> _WHAT IS REQUIRED_
Where does the string "models" appear in the records? Copy each line that holds it.

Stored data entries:
_ _ _ _ _ _ _
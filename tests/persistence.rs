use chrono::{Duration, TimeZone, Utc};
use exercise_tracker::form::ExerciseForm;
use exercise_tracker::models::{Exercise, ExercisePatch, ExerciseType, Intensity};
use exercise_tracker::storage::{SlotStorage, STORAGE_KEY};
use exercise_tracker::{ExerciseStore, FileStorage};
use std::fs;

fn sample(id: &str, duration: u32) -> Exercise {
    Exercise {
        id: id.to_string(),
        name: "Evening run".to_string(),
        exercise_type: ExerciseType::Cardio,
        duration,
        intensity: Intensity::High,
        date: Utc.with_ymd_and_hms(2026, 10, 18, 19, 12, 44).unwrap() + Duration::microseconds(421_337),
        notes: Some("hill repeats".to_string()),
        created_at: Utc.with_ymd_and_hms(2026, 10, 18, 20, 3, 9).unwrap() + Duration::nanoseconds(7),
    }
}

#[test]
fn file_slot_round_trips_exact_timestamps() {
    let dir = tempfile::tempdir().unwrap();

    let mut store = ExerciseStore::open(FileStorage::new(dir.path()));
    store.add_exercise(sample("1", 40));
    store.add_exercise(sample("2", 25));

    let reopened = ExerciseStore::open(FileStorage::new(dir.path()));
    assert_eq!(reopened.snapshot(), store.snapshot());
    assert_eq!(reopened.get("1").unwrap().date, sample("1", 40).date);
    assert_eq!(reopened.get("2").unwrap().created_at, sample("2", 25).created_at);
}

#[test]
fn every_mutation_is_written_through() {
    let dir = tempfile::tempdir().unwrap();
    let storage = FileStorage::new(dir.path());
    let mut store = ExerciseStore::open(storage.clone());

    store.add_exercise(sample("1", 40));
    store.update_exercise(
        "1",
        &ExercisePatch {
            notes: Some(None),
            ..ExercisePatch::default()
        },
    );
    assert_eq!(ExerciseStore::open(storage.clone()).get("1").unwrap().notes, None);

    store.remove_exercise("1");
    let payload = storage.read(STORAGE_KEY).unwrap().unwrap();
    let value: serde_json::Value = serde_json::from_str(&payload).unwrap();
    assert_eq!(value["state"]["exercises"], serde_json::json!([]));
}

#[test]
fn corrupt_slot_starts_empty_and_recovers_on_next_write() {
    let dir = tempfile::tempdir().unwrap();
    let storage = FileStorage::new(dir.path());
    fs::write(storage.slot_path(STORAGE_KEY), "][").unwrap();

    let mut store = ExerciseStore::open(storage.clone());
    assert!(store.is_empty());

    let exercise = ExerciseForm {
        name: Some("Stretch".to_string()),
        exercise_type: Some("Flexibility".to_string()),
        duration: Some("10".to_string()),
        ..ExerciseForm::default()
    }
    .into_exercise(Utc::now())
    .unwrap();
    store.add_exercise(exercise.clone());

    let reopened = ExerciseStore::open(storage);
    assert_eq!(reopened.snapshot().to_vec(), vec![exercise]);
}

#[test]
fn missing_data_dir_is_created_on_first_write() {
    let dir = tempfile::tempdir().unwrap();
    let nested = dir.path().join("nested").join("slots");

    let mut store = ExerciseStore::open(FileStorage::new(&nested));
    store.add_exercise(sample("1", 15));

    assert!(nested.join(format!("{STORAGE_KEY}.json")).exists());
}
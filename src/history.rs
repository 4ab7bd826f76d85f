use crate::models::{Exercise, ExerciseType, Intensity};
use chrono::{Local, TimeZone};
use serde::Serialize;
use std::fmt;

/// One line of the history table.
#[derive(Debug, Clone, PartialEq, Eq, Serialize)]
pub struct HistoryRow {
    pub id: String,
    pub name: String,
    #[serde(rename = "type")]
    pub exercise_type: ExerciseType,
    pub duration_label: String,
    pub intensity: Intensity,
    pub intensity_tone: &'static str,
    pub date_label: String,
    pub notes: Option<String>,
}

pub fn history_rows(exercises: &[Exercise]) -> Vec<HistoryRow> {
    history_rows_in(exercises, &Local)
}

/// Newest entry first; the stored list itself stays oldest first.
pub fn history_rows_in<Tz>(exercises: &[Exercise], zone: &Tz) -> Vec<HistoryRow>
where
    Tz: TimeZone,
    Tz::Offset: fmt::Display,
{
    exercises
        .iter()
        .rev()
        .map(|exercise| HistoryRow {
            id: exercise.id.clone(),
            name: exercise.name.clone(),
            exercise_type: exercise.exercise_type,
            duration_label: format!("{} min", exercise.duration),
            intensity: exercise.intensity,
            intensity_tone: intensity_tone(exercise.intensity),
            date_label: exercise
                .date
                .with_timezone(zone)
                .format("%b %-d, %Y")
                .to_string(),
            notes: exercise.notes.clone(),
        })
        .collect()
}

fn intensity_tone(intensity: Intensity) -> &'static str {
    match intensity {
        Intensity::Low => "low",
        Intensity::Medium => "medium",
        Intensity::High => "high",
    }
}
_ _ _ _ _ _ _
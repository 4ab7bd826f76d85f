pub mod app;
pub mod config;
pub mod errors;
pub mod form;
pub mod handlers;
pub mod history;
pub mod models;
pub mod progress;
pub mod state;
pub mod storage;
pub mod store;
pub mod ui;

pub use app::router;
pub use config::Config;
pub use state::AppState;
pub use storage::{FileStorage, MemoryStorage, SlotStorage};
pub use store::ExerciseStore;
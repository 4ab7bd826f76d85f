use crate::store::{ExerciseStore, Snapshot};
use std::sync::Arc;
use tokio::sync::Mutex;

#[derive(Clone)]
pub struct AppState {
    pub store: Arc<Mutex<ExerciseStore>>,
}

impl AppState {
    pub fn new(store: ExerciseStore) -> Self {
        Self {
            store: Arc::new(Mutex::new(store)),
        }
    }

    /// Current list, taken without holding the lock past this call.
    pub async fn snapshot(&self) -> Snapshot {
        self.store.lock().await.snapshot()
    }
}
_ _ _ _ _ _ _
> _COMPLETED TASK_
use exercise_tracker::models::{Exercise, ExercisePatch, ExerciseType, Intensity};
use crate::models::{Exercise, ExerciseType, Intensity};
pub mod models;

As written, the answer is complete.